Das Erfassungsprogramm beinhaltet ein umfangreiches, aber einfach zu bedienendes System von Rabatten und Zuschlägen. Grundsätzlich können Rabatte/Zuschläge auf Menge, Gesamtmenge oder Betrag gewährt werden. Ein Zuschlag oder Rabatt ist vom Programm her möglich auf die gesamte letzte Artikelgruppe oder nur auf die letzte Artikelzeile, auf den Gesamtbetrag der Artikelgruppe oder nur auf den Gesamtbetrag der Artikel und auf jede Zeilenkombination innerhalb der Artikelgruppe

(nach vorheriger Löschung der Summenspeicher). Da auch Kombinationen der Bezugsgrößen Menge, Gesamtmenge oder Betrag möglich sind, kann selbst der schwierigste in dieser Branche auftretende Rabatt/Zuschlagsfall gelöst werden. Dies ist besonders für den Stahlhandel wichtig, bei dessen Rechnungen oft viele Artikel der gleichen Gruppe mit verschiedenen Preisen, Rabatten und Zuschlägen versehen werden.

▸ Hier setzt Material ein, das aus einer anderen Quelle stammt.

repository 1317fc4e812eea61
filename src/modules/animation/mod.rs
// src/modules/animation/mod.rs
//
// Pure steppers behind the two cosmetic animations. They read UI state only,
// never resource caches; the tasks driving them live in `timer` and die with
// their view.

use std::time::Duration;

const TYPE_DELAY: Duration = Duration::from_millis(100);
const DELETE_DELAY: Duration = Duration::from_millis(50);
const HOLD_DELAY: Duration = Duration::from_secs(2);
const REST_DELAY: Duration = Duration::from_millis(500);

#[derive(Debug, Clone, Copy, PartialEq, Eq)]
enum TypingPhase {
    Typing,
    Holding,
    Deleting,
    Resting,
}

/// Looping typing-text animation: type a phrase out, hold it, delete it,
/// rest, move to the next phrase.
#[derive(Debug)]
pub struct TypingState {
    texts: Vec<String>,
    index: usize,
    chars: usize,
    phase: TypingPhase,
}

impl TypingState {
    pub fn new(texts: Vec<String>) -> Self {
        Self {
            texts,
            index: 0,
            chars: 0,
            phase: TypingPhase::Typing,
        }
    }

    /// The currently visible prefix of the active phrase.
    pub fn visible(&self) -> String {
        match self.texts.get(self.index) {
            Some(text) => text.chars().take(self.chars).collect(),
            None => String::new(),
        }
    }

    /// Advance one step and return the delay until the next one.
    pub fn step(&mut self) -> Duration {
        let Some(text) = self.texts.get(self.index) else {
            return HOLD_DELAY;
        };
        let len = text.chars().count();

        match self.phase {
            TypingPhase::Typing => {
                if self.chars < len {
                    self.chars += 1;
                }
                if self.chars == len {
                    self.phase = TypingPhase::Holding;
                    HOLD_DELAY
                } else {
                    TYPE_DELAY
                }
            }
            TypingPhase::Holding => {
                self.phase = TypingPhase::Deleting;
                DELETE_DELAY
            }
            TypingPhase::Deleting => {
                if self.chars > 0 {
                    self.chars -= 1;
                }
                if self.chars == 0 {
                    self.index = (self.index + 1) % self.texts.len();
                    self.phase = TypingPhase::Resting;
                    REST_DELAY
                } else {
                    DELETE_DELAY
                }
            }
            TypingPhase::Resting => {
                self.phase = TypingPhase::Typing;
                TYPE_DELAY
            }
        }
    }
}

/// Testimonial carousel index with wrapping navigation. Auto-rotate only
/// applies when more than one slide exists.
#[derive(Debug, Default)]
pub struct CarouselState {
    current: usize,
    len: usize,
}

impl CarouselState {
    pub fn new() -> Self {
        Self::default()
    }

    /// Called after every testimonial re-fetch.
    pub fn set_len(&mut self, len: usize) {
        self.len = len;
        if self.current >= len {
            self.current = 0;
        }
    }

    pub fn current(&self) -> usize {
        self.current
    }

    pub fn next(&mut self) {
        if self.len > 0 {
            self.current = (self.current + 1) % self.len;
        }
    }

    pub fn prev(&mut self) {
        if self.len > 0 {
            self.current = (self.current + self.len - 1) % self.len;
        }
    }

    pub fn go_to(&mut self, index: usize) {
        if index < self.len {
            self.current = index;
        }
    }

    /// Auto-rotate tick; a single slide never rotates.
    pub fn rotate(&mut self) {
        if self.len > 1 {
            self.next();
        }
    }
}
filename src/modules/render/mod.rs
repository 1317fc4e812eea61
// src/modules/render/mod.rs
//
// Pure mapping from (cached collection, active filter) to markup. No state,
// no side effects; identical input yields identical markup.

pub mod bindings;
pub mod markup;
pub mod views;

pub use bindings::{Action, Binding, EventKind, View};
pub use markup::{el, Node};

use crate::modules::records::Faceted;

/// Exact-match facet filter; the "all" sentinel disables filtering.
#[derive(Debug, Clone, PartialEq, Eq)]
pub enum Filter {
    All,
    Only(String),
}

impl Filter {
    pub fn from_token(token: &str) -> Self {
        if token == "all" {
            Filter::All
        } else {
            Filter::Only(token.to_string())
        }
    }

    pub fn matches(&self, facet: &str) -> bool {
        match self {
            Filter::All => true,
            Filter::Only(value) => value == facet,
        }
    }
}

impl Default for Filter {
    fn default() -> Self {
        Filter::All
    }
}

/// Filter a collection, preserving backend order. Never re-sorts.
pub fn apply_filter<'a, T: Faceted>(records: &'a [T], filter: &Filter) -> Vec<&'a T> {
    records.iter().filter(|r| filter.matches(r.facet())).collect()
}

#[cfg(test)]
mod tests {
    use super::*;
    use crate::modules::records::Project;

    fn project(title: &str, category: &str) -> Project {
        Project {
            id: Some(title.to_string()),
            title: title.to_string(),
            category: category.to_string(),
            ..Default::default()
        }
    }

    #[test]
    fn all_sentinel_disables_filtering() {
        let projects = vec![project("a", "web"), project("b", "mobile")];
        let filtered = apply_filter(&projects, &Filter::from_token("all"));
        assert_eq!(filtered.len(), 2);
    }

    #[test]
    fn exact_match_keeps_relative_order() {
        let projects = vec![
            project("a", "web"),
            project("b", "mobile"),
            project("c", "web"),
        ];
        let filtered = apply_filter(&projects, &Filter::from_token("web"));

        let titles: Vec<&str> = filtered.iter().map(|p| p.title.as_str()).collect();
        assert_eq!(titles, vec!["a", "c"]);
    }

    #[test]
    fn no_partial_matches() {
        let projects = vec![project("a", "web-design")];
        let filtered = apply_filter(&projects, &Filter::from_token("web"));
        assert!(filtered.is_empty());
    }
}
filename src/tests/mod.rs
pub mod support;
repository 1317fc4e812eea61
pub mod admin;
pub mod site;

pub use admin::AdminPage;
pub use site::SitePage;
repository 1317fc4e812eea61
// src/modules/notify/mod.rs
//
// Transient success/error surface shown after mutating operations
// (the admin console's toast).

#[cfg(test)]
use mockall::automock;

#[derive(Debug, Clone, Copy, PartialEq, Eq)]
pub enum ToastLevel {
    Success,
    Error,
}

#[cfg_attr(test, automock)]
pub trait Notifier: Send + Sync {
    fn notify(&self, level: ToastLevel, message: &str);
}

/// Default adapter: routes toasts through the tracing pipeline.
pub struct TracingNotifier;

impl Notifier for TracingNotifier {
    fn notify(&self, level: ToastLevel, message: &str) {
        match level {
            ToastLevel::Success => tracing::info!(toast = message, "toast"),
            ToastLevel::Error => tracing::warn!(toast = message, "toast"),
        }
    }
}

/// Test/inspection adapter: records every toast in order.
#[derive(Default)]
pub struct BufferNotifier {
    toasts: std::sync::Mutex<Vec<(ToastLevel, String)>>,
}

impl BufferNotifier {
    pub fn new() -> Self {
        Self::default()
    }

    pub fn toasts(&self) -> Vec<(ToastLevel, String)> {
        self.toasts.lock().expect("notifier lock poisoned").clone()
    }
}

impl Notifier for BufferNotifier {
    fn notify(&self, level: ToastLevel, message: &str) {
        self.toasts
            .lock()
            .expect("notifier lock poisoned")
            .push((level, message.to_string()));
    }
}
pub mod outgoing;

Die große Variabilität des Programmkomplexes ergibt sich auch aus der Tatsache, daß pro Artikel bis zu drei verschiedene Preise mit bis zu drei verschiedenen Abrechnungsarten im Stammsatz gespeichert werden können, ebenso artikelbezogene Zuschläge.

Während die Auftragsbearbeitung relativ schnell "computerisiert" war, dauerte dies im Bereich der Finanzbuchhaltung wesentlich länger. Hier setzt man ebenso wie für die Lohn- und Gehaltsabrechnung Standardprogramme des Essener Softwarehauses "basic-edv" ein. Das Fibu-Programm mußte aufgrund der besonderen internen Struktur der Baustoffe GmbH stark modifiziert werden. Seine Implementierung- fiel obendrein in eine Phase starken Umsatzwachstums, das wiederum Änderungen der betrieblichen Ablauforganisation erforderlich machte. Mitte 1973 wurden die ersten Teilbereiche der Finanzbuchhaltung auf EDV umgestellt, bis 1976 dauerte es dann, bis die komplette Fibu "stand".

Durch Umsatzzuwachs und Übernahmen der Fakturierungs- und Finanzbuchhaltungsarbeiten der beiden neueröffneten Baumärkte reichte die Kapazität der mm 400 nicht mehr aus. Sie wurde daher im März 79 durch ein festplattenorientiertes System MAI 410 abgelöst. Da die 400 mit der 410 softwarekompatibel ist konnten alle Programme 1/1 umgestellt werden. Bei der neuen Konfiguration stehen im Hauptspeicher für die Anwenderprogramme 40 KB bereit, ein dritter Bildschirm kam hinzu und der Stahlbanddrucker wurde durch einen Matrixdrucker mit einer Leistung von 300 Zeilen in der Minute abgelöst. Die Festplatte hat eine Kapazität von 42 MB. Der organisatorische Spielraum des Systems reicht aus, um ein weiteres Wachstum des Unternehmens und die Übernahme neuer Aufgabengebiete bewältigen zu können.